Written By: - Date published: 10:34 am, December 8th, 2010 - 33 comments
Categories: accountability, auckland supercity, bill english, democracy under attack, Gerry Brownlee, john key, national/act government - Tags:

You not only can expect to be spied on more after an overhaul of the SIS, but you sure as hell shouldn’t be allowed to know how they are going to do it.  It’s your freedom they’re protecting, so you should expect a reduction in liberty to achieve that.  And we certainly can’t be allowed to watch the watchers, to ensure the rules are fair.  John Key knows we can’t be trusted.  (and he can’t even be bothered to explain why)

You think we should know how our public service is coping with the recession?  Bill English doesn’t think so: you can’t be trusted.

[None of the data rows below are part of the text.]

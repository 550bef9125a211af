use crate::behavior::{
    AdaptingBehavior, Automating, BehaviorFactoryPtr, Caching, ComposedBehavior, Guarding,
    ImplementationHiding, Locking, OptInCaching, ThreadCaching,
};
use crate::characteristics::Characteristics;
use crate::container::default::ContainerParts;
use crate::container::{ContainerPtr, DefaultContainer};
use crate::lifecycle::{LifecycleStrategyPtr, NullLifecycleStrategy, StartableLifecycleStrategy};
use crate::monitor::{ComponentMonitorPtr, NullComponentMonitor, TracingComponentMonitor};
use std::sync::Arc;

enum Behavior {
    Caching,
    OptInCaching,
    ThreadCaching,
    ImplementationHiding,
    Locking,
    Automating,
    Guarding,
    Custom(BehaviorFactoryPtr),
}

impl Behavior {
    fn into_factory(self, inner: Option<BehaviorFactoryPtr>) -> BehaviorFactoryPtr {
        match self {
            Self::Caching => Arc::new(inner.into_iter().fold(Caching::default(), Caching::wrap)),
            Self::OptInCaching => Arc::new(
                inner
                    .into_iter()
                    .fold(OptInCaching::default(), OptInCaching::wrap),
            ),
            Self::ThreadCaching => Arc::new(
                inner
                    .into_iter()
                    .fold(ThreadCaching::default(), ThreadCaching::wrap),
            ),
            Self::ImplementationHiding => Arc::new(
                inner
                    .into_iter()
                    .fold(ImplementationHiding::default(), ImplementationHiding::wrap),
            ),
            Self::Locking => Arc::new(inner.into_iter().fold(Locking::default(), Locking::wrap)),
            Self::Automating => Arc::new(
                inner
                    .into_iter()
                    .fold(Automating::default(), Automating::wrap),
            ),
            Self::Guarding => Arc::new(inner.into_iter().fold(Guarding::default(), Guarding::wrap)),
            Self::Custom(factory) => match inner {
                Some(inner) => Arc::new(ComposedBehavior::new(factory, inner)),
                None => factory,
            },
        }
    }
}

/// Builder for [DefaultContainer]s.
///
/// Behaviors are applied in the order they are added, the first one being the outermost
/// decoration. Without explicit behaviors, [AdaptingBehavior] chooses them per component based on
/// characteristics.
///
/// ```
/// use picocontainer::container::ContainerBuilder;
/// use picocontainer::Component;
/// use std::sync::Arc;
///
/// #[derive(Component)]
/// struct Cache;
///
/// let container = ContainerBuilder::new()
///     .with_name("application")
///     .with_caching()
///     .with_locking()
///     .with_tracing()
///     .build();
/// container.add_component::<Cache>().unwrap();
///
/// let first = container.component::<Cache>().unwrap();
/// let second = container.component::<Cache>().unwrap();
/// assert!(Arc::ptr_eq(&first, &second));
/// ```
pub struct ContainerBuilder {
    name: Option<String>,
    parent: Option<ContainerPtr>,
    behaviors: Vec<Behavior>,
    lifecycle_strategy: LifecycleStrategyPtr,
    monitor: ComponentMonitorPtr,
    characteristics: Characteristics,
}

impl Default for ContainerBuilder {
    fn default() -> Self {
        Self::new()
    }
}

impl ContainerBuilder {
    pub fn new() -> Self {
        Self {
            name: None,
            parent: None,
            behaviors: Vec::new(),
            lifecycle_strategy: Arc::new(StartableLifecycleStrategy::default()),
            monitor: Arc::new(NullComponentMonitor),
            characteristics: Characteristics::new(),
        }
    }

    pub fn with_name<N: ToString>(mut self, name: N) -> Self {
        self.name = Some(name.to_string());
        self
    }

    pub fn with_parent(mut self, parent: ContainerPtr) -> Self {
        self.parent = Some(parent);
        self
    }

    /// Caches all components, unless registered as not cached.
    pub fn with_caching(mut self) -> Self {
        self.behaviors.push(Behavior::Caching);
        self
    }

    /// Caches only components registered as cached.
    pub fn with_opt_in_caching(mut self) -> Self {
        self.behaviors.push(Behavior::OptInCaching);
        self
    }

    /// Caches one instance of each component per thread.
    pub fn with_thread_caching(mut self) -> Self {
        self.behaviors.push(Behavior::ThreadCaching);
        self
    }

    pub fn with_hidden_implementations(mut self) -> Self {
        self.behaviors.push(Behavior::ImplementationHiding);
        self
    }

    pub fn with_locking(mut self) -> Self {
        self.behaviors.push(Behavior::Locking);
        self
    }

    /// Instantiates all components on start.
    pub fn with_automatic(mut self) -> Self {
        self.behaviors.push(Behavior::Automating);
        self
    }

    pub fn with_guarding(mut self) -> Self {
        self.behaviors.push(Behavior::Guarding);
        self
    }

    /// Adds a custom behavior factory.
    pub fn with_behavior(mut self, behavior: BehaviorFactoryPtr) -> Self {
        self.behaviors.push(Behavior::Custom(behavior));
        self
    }

    /// Uses [StartableLifecycleStrategy], which is the default.
    pub fn with_lifecycle(self) -> Self {
        self.with_lifecycle_strategy(Arc::new(StartableLifecycleStrategy::default()))
    }

    pub fn without_lifecycle(self) -> Self {
        self.with_lifecycle_strategy(Arc::new(NullLifecycleStrategy))
    }

    pub fn with_lifecycle_strategy(mut self, lifecycle_strategy: LifecycleStrategyPtr) -> Self {
        self.lifecycle_strategy = lifecycle_strategy;
        self
    }

    pub fn with_monitor(mut self, monitor: ComponentMonitorPtr) -> Self {
        self.monitor = monitor;
        self
    }

    /// Reports container events using `tracing`.
    pub fn with_tracing(self) -> Self {
        self.with_monitor(Arc::new(TracingComponentMonitor))
    }

    /// Sets characteristics applied to every registration by default.
    pub fn with_characteristics<C: Into<Characteristics>>(mut self, characteristics: C) -> Self {
        self.characteristics = characteristics.into();
        self
    }

    pub fn build(self) -> DefaultContainer {
        let behavior_factory = self
            .behaviors
            .into_iter()
            .rev()
            .fold(None, |inner, behavior| Some(behavior.into_factory(inner)))
            .unwrap_or_else(|| Arc::new(AdaptingBehavior) as BehaviorFactoryPtr);

        DefaultContainer::from_parts(ContainerParts {
            name: self.name,
            parent: self.parent,
            behavior_factory,
            lifecycle_strategy: self.lifecycle_strategy,
            monitor: self.monitor,
            characteristics: self.characteristics,
        })
    }
}

#[cfg(test)]
mod tests {
    use crate::adapter::{chain_descriptor, ComponentAdapterPtr};
    use crate::behavior::{BehaviorFactory, BehaviorFactoryPtr};
    use crate::characteristics::{Characteristic, Characteristics};
    use crate::container::{Container, ContainerBuilder, DefaultContainer};
    use crate::error::ContainerError;
    use crate::injection::ComponentRegistration;
    use crate::key::ComponentKey;
    use crate::lifecycle::LifecycleStrategyPtr;
    use crate::monitor::MonitorHandle;
    use std::sync::Arc;

    fn descriptor(container: &DefaultContainer) -> String {
        let adapter = container.local_adapter(&ComponentKey::of::<u8>()).unwrap();
        chain_descriptor(adapter.as_ref())
    }

    #[test]
    fn should_apply_behaviors_in_order() {
        let container = ContainerBuilder::new()
            .with_caching()
            .with_locking()
            .build();
        container
            .register(ComponentRegistration::<u8>::factory(|_| Ok(1)))
            .unwrap();

        assert_eq!(
            descriptor(&container),
            "Cached+Lifecycle:Locked:FactoryInjector-u8"
        );
    }

    #[test]
    fn should_adapt_by_default() {
        let container = ContainerBuilder::new()
            .with_name("adapting")
            .with_characteristics(Characteristic::Cache)
            .build();
        container
            .register(ComponentRegistration::<u8>::factory(|_| Ok(1)))
            .unwrap();

        assert_eq!(container.name(), "adapting");
        assert_eq!(descriptor(&container), "Cached+Lifecycle:FactoryInjector-u8");
    }

    #[test]
    fn should_compose_custom_behavior() {
        struct Rejecting;

        impl BehaviorFactory for Rejecting {
            fn add_component_adapter(
                &self,
                _monitor: &MonitorHandle,
                _lifecycle_strategy: &LifecycleStrategyPtr,
                _characteristics: &mut Characteristics,
                adapter: ComponentAdapterPtr,
            ) -> Result<ComponentAdapterPtr, ContainerError> {
                Err(ContainerError::DuplicateKey(adapter.key().to_string()))
            }
        }

        let container = ContainerBuilder::new()
            .with_behavior(Arc::new(Rejecting) as BehaviorFactoryPtr)
            .with_caching()
            .build();

        assert!(matches!(
            container.register(ComponentRegistration::<u8>::factory(|_| Ok(1))),
            Err(ContainerError::DuplicateKey(_))
        ));
    }
}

Indeed a fair chunk of ministers don’t think you can be trusted with the answers to your OIA requests.

Canterbury citizens can’t be trusted to elect ECAN.

Aucklanders couldn’t be trusted to decide how they wanted their local government to work.

But somehow, we’re all supposed to trust Gerry Brownlee with CERRA.

.

Because National know best.

(oh, if only we were important enough for wikileaks to look into our government…)

33 comments on “This Government Doesn’t Trust You”

  1. felix 1

    Key, with his ‘I know what’s best, just shut up and don’t question me’ response is showing himself to be more like his hero Piggy Muldoon every day.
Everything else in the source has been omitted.